熊森からも東北の山々を守るため、全国から多数ご参加をお願いします。(詳細は↓チラシをご覧ください)
30年前、森を壊されて生きてけなくなったクマたちが山から出てきて有害獣のレッテルを張られ、片っ端から人間に撃ち殺されて絶滅しようとしているのに、どうして大人たちは何もしないのかと思った、まさにTell Me Whyの中学2年生は、今や日本を代表する実践自然保護団体の会長です。
「声を上げなきゃ誰にもわからん、行動しなくちゃ何にも変わらん」当時、クマの絶滅阻止に向けて動きに動いた中学生たちの合言葉のまま、彼女は25年前に日本熊森協会を立ち上げて、声を上げ続け行動し続けてきました。4年前から会長に就任し、熊森会員19600名を率いて弁護士業のかたわら、全国を飛び回ってこの国土でみんなが生き残るための奥山保全を訴えています。

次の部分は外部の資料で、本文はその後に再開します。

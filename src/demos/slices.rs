//! Slices: views into contiguous data, and `Vec` as the growable backing store.

use itertools::Itertools;

fn growth() {
    let mut values: Vec<i32> = Vec::new();
    println!("len={} cap={}", values.len(), values.capacity());
    for i in 0..10 {
        values.push(i);
        println!("push({i}) -> len={} cap={}", values.len(), values.capacity());
    }

    let mut sized = Vec::with_capacity(16);
    sized.extend_from_slice(&values[..4]);
    println!("with_capacity(16) then 4 elements -> len={} cap={}", sized.len(), sized.capacity());
}

fn views_share_memory() {
    let mut numbers = vec![1, 2, 3, 4, 5, 6];
    {
        let middle = &mut numbers[2..4];
        println!("middle = {:?}", middle);
        middle[0] = 30;
        middle[1] = 40;
    }
    println!("after writing through the view: {:?}", numbers);

    let (left, right) = numbers.split_at_mut(3);
    left[0] += right[0];
    println!("split_at_mut(3) and left[0] += right[0]: {:?}", numbers);
}

fn copy_versus_clone() {
    let src = [9, 8, 7];
    let mut dst = [0; 5];
    dst[..src.len()].copy_from_slice(&src);
    println!("copy_from_slice -> {:?}", dst);

    let owned: Vec<i32> = src.to_vec();
    println!("to_vec -> {:?} (independent allocation)", owned);
}

fn helpers() {
    let words = ["alpha", "beta", "gamma", "delta", "epsilon"];

    for chunk in words.chunks(2) {
        println!("chunk: {:?}", chunk);
    }
    for pair in words.windows(2).take(2) {
        println!("window: {:?}", pair);
    }

    println!("joined: {}", words.iter().join(" | "));
    println!("sorted by len: {:?}", words.iter().sorted_by_key(|w| w.len()).collect::<Vec<_>>());

    let mut numbers = vec![3, 1, 4, 1, 5, 9, 2, 6, 5, 3];
    numbers.sort_unstable();
    numbers.dedup();
    println!("sorted + dedup: {:?}", numbers);
    println!("binary_search(5) = {:?}", numbers.binary_search(&5));

    numbers.retain(|n| n % 2 == 1);
    println!("odd only: {:?}", numbers);
}

pub fn run() {
    println!("=== Slices ===\n");

    println!("--- Growth ---");
    growth();

    println!("\n--- Views ---");
    views_share_memory();

    println!("\n--- Copy vs clone ---");
    copy_versus_clone();

    println!("\n--- Helpers ---");
    helpers();

    println!("\n=== Key Points ===");
    println!("1. &[T] is a pointer + length into someone else's storage");
    println!("2. Vec<T> owns the buffer and reallocates when capacity runs out");
    println!("3. The borrow checker forbids a view outliving a reallocation");
}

室谷会長が、これまでの25年間を振り返って、また、次の25年間を見据えて、奥山保全や再エネによる森林伐採に法規制を求めるなど基調報告で語ったことは、次の会報111号で詳しく会員の皆さんに報告させていただきます。会長の力強い決意表明に、出席した会員たちも大拍手でした。
基調報告する室谷会長
次の25年間を推進する熊森本部スタッフたちですと、会長から紹介された平均年齢30代の9名。
熊森本部スタッフの最年少は今年新卒職員となった22歳!右から4人目
特別報告は、再エネ事業からいかにして奥山の森林を守るかの中間報告です。
舞台のようす
5月国会に提出される盛土法案や、4月21日から始まった4省庁(経産産業省、国土交通省、環境省、林野庁)合同検討会が、再エネ名目の森林伐採をどこまで止められるか、まだ未知数です。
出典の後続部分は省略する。